Transmission There are 3 modes of transmission of the virus:
Sexual transmission through sexual intercourse (vaginal, anal) without protection
Blood transmission through blood exchange (intravenous drug use, transfusion of contaminated blood, unsterilized material)
Perinatal transmission: from an infected mother to her child during pregnancy, delivery and breastfeeding
Screening and diagnosis The only way a person can know if he/she is infected is to get tested. Tests are widely available and inexpensive in hospitals and laboratories in Thailand and in some community-based organizations. Most HIV tests are based on the detection of antibodies directed against HIV. A test is positive if antibodies against HIV can be detected, and negative if not. However, after contamination, it takes a few weeks for antibodies to appear in the blood. Tests may not be sensitive enough to detect them during this period. This is called the window period; a test performed during this period may be falsely negative if there was a contamination. It is then recommended to repeat the test within a few weeks to be sure it is negative. Nowadays, new tests are more sensitive to detect antibodies earlier (about one week).

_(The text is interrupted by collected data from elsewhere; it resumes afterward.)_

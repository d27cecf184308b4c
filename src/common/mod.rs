// Licensed to the Apache Software Foundation (ASF) under one
// or more contributor license agreements.  See the NOTICE file
// distributed with this work for additional information
// regarding copyright ownership.  The ASF licenses this file
// to you under the Apache License, Version 2.0 (the
// "License"); you may not use this file except in compliance
// with the License.  You may obtain a copy of the License at
//
//   http://www.apache.org/licenses/LICENSE-2.0
//
// Unless required by applicable law or agreed to in writing,
// software distributed under the License is distributed on an
// "AS IS" BASIS, WITHOUT WARRANTIES OR CONDITIONS OF ANY
// KIND, either express or implied.  See the License for the
// specific language governing permissions and limitations
// under the License.

//! Utilities shared across the sketch and sampler implementations.

mod random;

pub use self::random::RandomSource;
pub use self::random::XorShift64;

Prevention There are many methods to prevent infection:
Use of male or female condom. Condoms also prevent many other sexually transmitted infections
Use of clean and unshared needles for injectable drug
Knowledge of your own HIV status
Use of antiretroviral drugs as soon as possible after infection to prevent passing the virus to others
Use of antiretroviral drugs by HIV un-infected persons at high risk of infection to decrease the risk of getting infected
Voluntary medical male circumcision: men who are circumcised are at a lower risk of getting HIV
For the prevention of mother-to-child transmission, specific methods based on the use of antiretroviral drugs by the mother and the newborn are used.
Treatment Current treatments allow infected people to have a normal life by controlling the virus multiplication in the body. A combination of antiretroviral drugs, which can be formulated in one pill to take once or twice a day. This allows the immune system to strengthen and fight off infections and other diseases. Today, there are no treatments that can totally eliminate the virus from the body and definitely cure HIV infection.